Главной страдалицей во время его загулов была Матрена Яковлевна. Он работал в Свече, в какой-то мастерской, и если загул начинался там, то домой Петр Антонович не возвращался во все свои запойные дни. Матрена в этих случаях сильно его ревновала, и не без оснований: у него там, в Свече, а точнее – на окраине Свечи, в Глушках, жила подружка по пьянкам. Она там служила уборщицей в сельсовете, и при сельсовете же и проживала.
Бывало, как вернется он пьяный из Свечи (случалось ведь и такое), Матрена волком на него смотрит и приговаривает:
– У-у-у-у-у-у-у-у, Петькя, лешой, у-у-у-у-у-у-у, волочушкя проклятушшой! Опеть (то есть – опять) к своей бледи таскался!
В ответ "Петькя-Волочушкя" выдавал семь этажей отборнейшей русско-белорусской брани: и в Бога, и в Богородицы душу мать, и в три креста, и по всякому… Несмотря на все его свинство и на свое неподдельное возмущение, Матрена Яковлевна привычно его разувала, раздевала и отправляла спать на лежанку – словом, делала все, что делают в таких случаях миллионы русских страдалиц. Мы, ребятишки, с полатей любовались на всю эту картину, слушали всю эту несусветность, но как-то нас это не затрагивало, не портило, – хотя, наверное, и не украшало. Да и сам пьяный "Волочушкя" никогда не вредничал, не лез к нам, не приставал, а уж трезвый – тем более.
Трезвый, любил он порассуждать – и рассуждал иной раз весьма неглупо. Например, о союзниках:
– Амерыканцы и англичаны тольки таво и чакають, – говорил белорус
"Петькя", – кагда русские с немцамы пярыдярутца, як певни (петухи), и яны (они) тагда их голымы рукамы абаех (обоих)…
Но трезвым и рассудительным он бывал все реже – и, наконец, так загулял, что дело передали в суд, и Петр Антонович получил два или три месяца тюрьмы.

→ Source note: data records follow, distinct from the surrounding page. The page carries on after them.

use crate::input::InputState;
use crossterm::event::KeyCode;

#[derive(Debug, Clone, Copy, PartialEq, Eq)]
pub enum DialogAction {
    None,
    Cancel,
    Confirm,
}

/// Line editing shared by every text field.
pub fn handle_text_input(input: &mut InputState, key_code: KeyCode) -> DialogAction {
    match key_code {
        KeyCode::Esc => DialogAction::Cancel,
        KeyCode::Enter => DialogAction::Confirm,
        KeyCode::Char(c) => {
            input.insert_char(c);
            DialogAction::None
        }
        KeyCode::Backspace => {
            input.backspace();
            DialogAction::None
        }
        KeyCode::Delete => {
            input.delete();
            DialogAction::None
        }
        KeyCode::Left => {
            input.move_left();
            DialogAction::None
        }
        KeyCode::Right => {
            input.move_right();
            DialogAction::None
        }
        KeyCode::Home => {
            input.move_home();
            DialogAction::None
        }
        KeyCode::End => {
            input.move_end();
            DialogAction::None
        }
        _ => DialogAction::None,
    }
}

/// Yes/no prompts: `y` or Enter confirms, `n` or Esc cancels.
pub fn handle_confirm_input(key_code: KeyCode) -> DialogAction {
    match key_code {
        KeyCode::Char('y') | KeyCode::Char('Y') | KeyCode::Enter => DialogAction::Confirm,
        KeyCode::Char('n') | KeyCode::Char('N') | KeyCode::Esc => DialogAction::Cancel,
        _ => DialogAction::None,
    }
}
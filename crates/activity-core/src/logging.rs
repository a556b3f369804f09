use crate::{ActivityError, ActivityResult};
use std::path::PathBuf;
use tracing_subscriber::EnvFilter;

pub const DEBUG_LOG_ENV: &str = "ACTIVITY_DEBUG_LOG";

/// Where diagnostic output goes.
#[derive(Debug, Clone, PartialEq, Eq)]
pub enum LogTarget {
    /// Append DEBUG-level output to a file.
    File(PathBuf),
    /// WARN-level output on stderr.
    Stderr,
    /// No subscriber at all. Used by the TUI when no log file is configured.
    Disabled,
}

impl LogTarget {
    /// Reads `ACTIVITY_DEBUG_LOG`. Interactive sessions own the terminal, so
    /// they never log to stderr.
    pub fn from_env(interactive: bool) -> Self {
        match std::env::var(DEBUG_LOG_ENV) {
            Ok(path) if !path.is_empty() => LogTarget::File(PathBuf::from(path)),
            _ if interactive => LogTarget::Disabled,
            _ => LogTarget::Stderr,
        }
    }
}

pub fn init(target: &LogTarget) -> ActivityResult<()> {
    match target {
        LogTarget::File(path) => {
            let log_file = std::fs::OpenOptions::new()
                .create(true)
                .append(true)
                .open(path)?;

            tracing_subscriber::fmt()
                .with_writer(log_file)
                .with_env_filter(filter_or("debug"))
                .with_target(true)
                .with_thread_ids(true)
                .with_file(true)
                .with_line_number(true)
                .with_ansi(false)
                .try_init()
                .map_err(|e| ActivityError::Internal(e.to_string()))
        }
        LogTarget::Stderr => tracing_subscriber::fmt()
            .with_writer(std::io::stderr)
            .with_env_filter(filter_or("warn"))
            .try_init()
            .map_err(|e| ActivityError::Internal(e.to_string())),
        LogTarget::Disabled => Ok(()),
    }
}

fn filter_or(default_level: &str) -> EnvFilter {
    EnvFilter::try_from_default_env().unwrap_or_else(|_| EnvFilter::new(default_level))
}
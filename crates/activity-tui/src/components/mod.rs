pub mod banner;
pub mod popup;

pub use banner::{Banner, BannerVariant};
pub use popup::{centered_rect, render_confirm_popup, render_popup_with_block};
#[cfg(test)]
mod tests {
    use super::*;
    use crate::api::MockActivityApi;

    fn activity(id: &str, status: ActivityStatus) -> Activity {
        Activity::new(id, format!("Activity {}", id), "description", status)
    }

    fn one_per_status() -> Vec<Activity> {
        vec![
            activity("p", ActivityStatus::Pending),
            activity("i", ActivityStatus::InProgress),
            activity("d", ActivityStatus::Done),
        ]
    }

    async fn loaded_session(mut api: MockActivityApi, list: Vec<Activity>) -> BoardSession {
        let first = list.clone();
        api.expect_list_activities()
            .times(1)
            .returning(move || Ok(first.clone()));
        let mut session = BoardSession::new(Arc::new(api));
        session.reload().await.unwrap();
        session
    }

    fn ids(session: &BoardSession, status: ActivityStatus) -> Vec<String> {
        session
            .board()
            .groups()
            .get(status)
            .iter()
            .map(|a| a.id.clone())
            .collect()
    }

    #[tokio::test]
    async fn test_drag_to_empty_done_area_persists() {
        let mut api = MockActivityApi::new();
        api.expect_reorder_activities()
            .times(1)
            .withf(|batch| {
                let moved = batch.get("p").unwrap();
                moved.status == ActivityStatus::Done && moved.position == 1
            })
            .returning(|_| Ok(()));
        let mut session = loaded_session(api, one_per_status()).await;

        session.start_drag("p").unwrap();
        session.hover(DropTarget::Container(ActivityStatus::Done));
        let outcome = session.end_drag(Some(DropTarget::Container(ActivityStatus::Done)));
        assert!(outcome.is_committed());

        // Visible before the backend answers.
        assert_eq!(ids(&session, ActivityStatus::Done), vec!["d", "p"]);

        let event = session.next_reconciliation().await.unwrap();
        assert_eq!(event, ReconcileEvent::Confirmed { items: 3 });
        assert_eq!(ids(&session, ActivityStatus::Done), vec!["d", "p"]);
        assert_eq!(session.pending_reconciliations(), 0);
    }

    #[tokio::test]
    async fn test_in_place_drag_sends_nothing() {
        let mut api = MockActivityApi::new();
        api.expect_reorder_activities().times(0);
        let mut session = loaded_session(api, one_per_status()).await;

        session.start_drag("i").unwrap();
        assert_eq!(
            session.end_drag(Some(DropTarget::item("i"))),
            DragOutcome::Unchanged
        );
        assert_eq!(session.pending_reconciliations(), 0);
        assert!(session.next_reconciliation().await.is_none());
    }

    #[tokio::test]
    async fn test_failed_reorder_rolls_back_to_fresh_reload() {
        let initial = one_per_status();
        let mut api = MockActivityApi::new();
        api.expect_reorder_activities()
            .times(1)
            .returning(|_| Err(ActivityError::Connection("connection refused".into())));

        let mut seq = mockall::Sequence::new();
        let first = initial.clone();
        api.expect_list_activities()
            .times(1)
            .in_sequence(&mut seq)
            .returning(move || Ok(first.clone()));
        let reload = initial.clone();
        api.expect_list_activities()
            .times(1)
            .in_sequence(&mut seq)
            .returning(move || Ok(reload.clone()));

        let mut session = BoardSession::new(Arc::new(api));
        session.reload().await.unwrap();

        session.start_drag("p").unwrap();
        session.end_drag(Some(DropTarget::Container(ActivityStatus::Done)));
        assert_eq!(session.board().get("p").unwrap().status, ActivityStatus::Done);

        let event = session.next_reconciliation().await.unwrap();
        assert!(matches!(event, ReconcileEvent::RolledBack(_)));
        assert_eq!(session.board().activities(), initial.as_slice());
        assert_eq!(session.board().get("p").unwrap().status, ActivityStatus::Pending);
    }

    #[tokio::test]
    async fn test_create_network_failure_leaves_list_unchanged() {
        let initial = one_per_status();
        let mut api = MockActivityApi::new();
        api.expect_create_activity()
            .times(1)
            .returning(|_| Err(ActivityError::Connection("network unreachable".into())));

        let mut seq = mockall::Sequence::new();
        let first = initial.clone();
        api.expect_list_activities()
            .times(1)
            .in_sequence(&mut seq)
            .returning(move || Ok(first.clone()));
        let second = initial.clone();
        api.expect_list_activities()
            .times(1)
            .in_sequence(&mut seq)
            .returning(move || Ok(second.clone()));

        let mut session = BoardSession::new(Arc::new(api));
        session.reload().await.unwrap();

        let err = session
            .create(ActivityDraft::new("New", "Thing"), None)
            .await
            .unwrap_err();
        assert!(err.is_connection());
        assert_eq!(session.board().activities(), initial.as_slice());

        session.reload().await.unwrap();
        assert_eq!(session.board().activities(), initial.as_slice());
    }

    #[tokio::test]
    async fn test_create_validates_before_calling_backend() {
        let mut api = MockActivityApi::new();
        api.expect_create_activity().times(0);
        let mut session = BoardSession::new(Arc::new(api));

        let err = session
            .create(ActivityDraft::new("", "desc"), None)
            .await
            .unwrap_err();
        assert!(matches!(err, ActivityError::Validation(_)));
    }

    #[tokio::test]
    async fn test_create_uploads_image_then_reloads() {
        let created = activity("new", ActivityStatus::Pending);
        let mut after = one_per_status();
        after.push(created.clone());

        let mut api = MockActivityApi::new();
        let returned = created.clone();
        api.expect_create_activity()
            .times(1)
            .withf(|draft| draft.title == "New" && draft.status == ActivityStatus::Pending)
            .returning(move |_| Ok(returned.clone()));
        api.expect_upload_image()
            .times(1)
            .withf(|id, image| id == "new" && image.file_name() == "shot.png")
            .returning(|_, _| Ok("/uploads/new.png".to_string()));
        let listed = after.clone();
        api.expect_list_activities()
            .times(1)
            .returning(move || Ok(listed.clone()));

        let mut session = BoardSession::new(Arc::new(api));
        let image = ImageUpload::new("shot.png", vec![1, 2]).unwrap();
        let result = session
            .create(ActivityDraft::new(" New ", "Thing"), Some(image))
            .await
            .unwrap();

        assert_eq!(result.image_path.as_deref(), Some("/uploads/new.png"));
        assert_eq!(session.board().len(), 4);
    }

    #[tokio::test]
    async fn test_change_status_reloads() {
        let mut moved = one_per_status();
        moved[0].status = ActivityStatus::Done;

        let mut api = MockActivityApi::new();
        let updated = moved[0].clone();
        api.expect_update_activity()
            .times(1)
            .withf(|id, update| id == "p" && update.status == Some(ActivityStatus::Done))
            .returning(move |_, _| Ok(updated.clone()));

        let mut seq = mockall::Sequence::new();
        let first = one_per_status();
        api.expect_list_activities()
            .times(1)
            .in_sequence(&mut seq)
            .returning(move || Ok(first.clone()));
        let second = moved.clone();
        api.expect_list_activities()
            .times(1)
            .in_sequence(&mut seq)
            .returning(move || Ok(second.clone()));

        let mut session = BoardSession::new(Arc::new(api));
        session.reload().await.unwrap();
        session
            .change_status("p", ActivityStatus::Done)
            .await
            .unwrap();

        assert_eq!(ids(&session, ActivityStatus::Done), vec!["p", "d"]);
    }

    #[tokio::test]
    async fn test_failed_update_keeps_state() {
        let mut api = MockActivityApi::new();
        api.expect_update_activity().returning(|_, _| {
            Err(ActivityError::Api {
                status: 500,
                detail: "Ops".into(),
            })
        });
        let mut session = loaded_session(api, one_per_status()).await;
        let before = session.board().activities().to_vec();

        let update = ActivityUpdate {
            title: Some("Renamed".into()),
            ..ActivityUpdate::default()
        };
        assert!(session.update("p", update, None).await.is_err());
        assert_eq!(session.board().activities(), before.as_slice());
    }

    #[tokio::test]
    async fn test_delete_removes_from_groups() {
        let mut remaining = one_per_status();
        remaining.remove(1);

        let mut api = MockActivityApi::new();
        api.expect_delete_activity()
            .times(1)
            .withf(|id| id == "i")
            .returning(|_| Ok(()));
        let mut seq = mockall::Sequence::new();
        let first = one_per_status();
        api.expect_list_activities()
            .times(1)
            .in_sequence(&mut seq)
            .returning(move || Ok(first.clone()));
        api.expect_list_activities()
            .times(1)
            .in_sequence(&mut seq)
            .returning(move || Ok(remaining.clone()));

        let mut session = BoardSession::new(Arc::new(api));
        session.reload().await.unwrap();
        session.delete("i").await.unwrap();

        assert!(session.board().get("i").is_none());
        assert!(ids(&session, ActivityStatus::InProgress).is_empty());
        assert_eq!(session.board().groups().total(), 2);
    }

    #[tokio::test]
    async fn test_delete_failure_keeps_activity() {
        let mut api = MockActivityApi::new();
        api.expect_delete_activity()
            .returning(|_| Err(ActivityError::NotFound("i".into())));
        let mut session = loaded_session(api, one_per_status()).await;

        assert!(session.delete("i").await.is_err());
        assert!(session.board().get("i").is_some());
    }

    #[tokio::test]
    async fn test_detail_not_found() {
        let mut api = MockActivityApi::new();
        api.expect_get_activity()
            .returning(|_| Err(ActivityError::NotFound("Atividade não encontrada".into())));
        let session = BoardSession::new(Arc::new(api));

        let err = session.fetch("gone").await.unwrap_err();
        assert!(err.is_not_found());
        assert!(err.to_string().contains("gone"));
    }

    #[tokio::test]
    async fn test_poll_applies_arrived_results() {
        let mut api = MockActivityApi::new();
        api.expect_reorder_activities().returning(|_| Ok(()));
        let mut session = loaded_session(api, one_per_status()).await;

        session.start_drag("d").unwrap();
        session.end_drag(Some(DropTarget::item("p")));
        assert_eq!(session.pending_reconciliations(), 1);

        let mut applied = Vec::new();
        for _ in 0..100 {
            applied.extend(session.poll_reconciliations());
            if !applied.is_empty() {
                break;
            }
            tokio::task::yield_now().await;
            tokio::time::sleep(std::time::Duration::from_millis(5)).await;
        }
        assert_eq!(applied, vec![ReconcileEvent::Confirmed { items: 3 }]);
        assert_eq!(session.pending_reconciliations(), 0);
    }
}
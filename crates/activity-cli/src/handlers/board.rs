use crate::cli::MoveArgs;
use crate::context::CliContext;
use crate::output;
use activity_client::ReconcileEvent;
use activity_core::ActivityError;
use activity_domain::{Activity, ActivityStatus, DragOutcome, DropTarget};
use serde::Serialize;

#[derive(Serialize)]
struct ColumnSummary<'a> {
    status: ActivityStatus,
    label: &'static str,
    count: usize,
    items: Vec<&'a Activity>,
}

#[derive(Serialize)]
struct BoardSummary<'a> {
    total: usize,
    columns: Vec<ColumnSummary<'a>>,
}

pub async fn show(ctx: &CliContext) -> anyhow::Result<()> {
    let session = ctx.session().await?;
    let groups = session.board().groups();
    let summary = BoardSummary {
        total: groups.total(),
        columns: groups
            .columns()
            .map(|(status, items)| ColumnSummary {
                status,
                label: status.label(),
                count: items.len(),
                items: items.to_vec(),
            })
            .collect(),
    };
    output::output_success(&summary);
    Ok(())
}

#[derive(Serialize)]
struct MoveResult {
    outcome: &'static str,
    status: ActivityStatus,
    position: usize,
}

/// Runs a whole drag gesture against the current board: grab, hover the
/// target, drop on it, then wait for the backend to accept the new order.
pub async fn move_activity(ctx: &CliContext, args: MoveArgs) -> anyhow::Result<()> {
    let mut session = ctx.session().await?;
    let target = DropTarget::parse(&args.to);
    if session.board().container_of(&target).is_none() {
        return Err(ActivityError::NotFound(format!("Drop target {} is not on the board", target)).into());
    }

    session.start_drag(&args.id)?;
    session.hover(target.clone());
    let outcome = match session.end_drag(Some(target)) {
        DragOutcome::Committed(_) => match session.next_reconciliation().await {
            Some(ReconcileEvent::Confirmed { .. }) => "moved",
            Some(ReconcileEvent::RolledBack(_)) => {
                return Err(anyhow::anyhow!(
                    "The server rejected the new order; the board was reloaded"
                ))
            }
            Some(ReconcileEvent::RollbackFailed(reason)) => {
                return Err(anyhow::anyhow!(
                    "The server rejected the new order and could not be reloaded: {}",
                    reason
                ))
            }
            None => "moved",
        },
        DragOutcome::Unchanged => "unchanged",
        DragOutcome::Cancelled => "cancelled",
    };

    let groups = session.board().groups();
    let (status, position) = groups
        .position_of(&args.id)
        .ok_or_else(|| ActivityError::NotFound(format!("Activity {}", args.id)))?;
    output::output_success(MoveResult {
        outcome,
        status,
        position,
    });
    Ok(())
}
mod cli;
mod context;
mod handlers;
mod output;

use activity_client::{BoardSession, HttpActivityApi};
use activity_core::{logging, AppConfig, LogTarget};
use activity_tui::App;
use clap::{CommandFactory, Parser};
use cli::{Cli, Commands};
use context::CliContext;
use std::sync::Arc;

#[tokio::main]
async fn main() -> anyhow::Result<()> {
    let cli = Cli::parse();

    // The board owns the terminal, so it only ever logs to a file.
    logging::init(&LogTarget::from_env(cli.command.is_none()))?;

    let config = match &cli.config {
        Some(path) => AppConfig::load_from(path),
        None => AppConfig::load(),
    };
    let api_url = config.effective_api_url(cli.api_url.as_deref());

    match cli.command {
        None => {
            let api = HttpActivityApi::new(&api_url)?;
            let mut app = App::new(BoardSession::new(Arc::new(api)), api_url);
            app.run().await?;
        }
        Some(Commands::Completions { shell }) => {
            clap_complete::generate(
                shell,
                &mut Cli::command(),
                "activity-board",
                &mut std::io::stdout(),
            );
        }
        Some(cmd) => {
            if let Err(e) = run_command(&api_url, cmd).await {
                tracing::debug!("Command failed: {:?}", e);
                output::output_error(&e.to_string());
            }
        }
    }

    Ok(())
}

async fn run_command(api_url: &str, cmd: Commands) -> anyhow::Result<()> {
    let ctx = CliContext::connect(api_url)?;

    match cmd {
        Commands::List { status } => handlers::activity::list(&ctx, status).await,
        Commands::Board => handlers::board::show(&ctx).await,
        Commands::Get { id } => handlers::activity::get(&ctx, &id).await,
        Commands::Create(args) => handlers::activity::create(&ctx, args).await,
        Commands::Update(args) => handlers::activity::update(&ctx, args).await,
        Commands::Status { id, status } => handlers::activity::set_status(&ctx, &id, status).await,
        Commands::Delete { id } => handlers::activity::delete(&ctx, &id).await,
        Commands::UploadImage { id, file } => {
            handlers::activity::upload_image(&ctx, &id, &file).await
        }
        Commands::ImageUrl { id } => handlers::activity::show_image_url(&ctx, &id).await,
        Commands::Move(args) => handlers::board::move_activity(&ctx, args).await,
        Commands::Completions { .. } => Ok(()),
    }
}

В Свече "сидеть" было негде, и его отправили в Котельнич. В конце лета, отбыв срок и вернувшись пешком (идти надо было от рассвета до заката почти без роздыху – между двумя станциями – 50 километров), он на другой же день пошел в военкомат по делам учета, и тут его забрили. Военкомат рад был взять его для начала к себе, И начал "Волочушкя" шить сапоги местным военным. А поскольку их здесь было не много, то очень скоро в нем отпала необходимость, и поехал Петр Антонович Котелевич в Действующую Армию. О его дальнейшей судьбе не знаю ничего.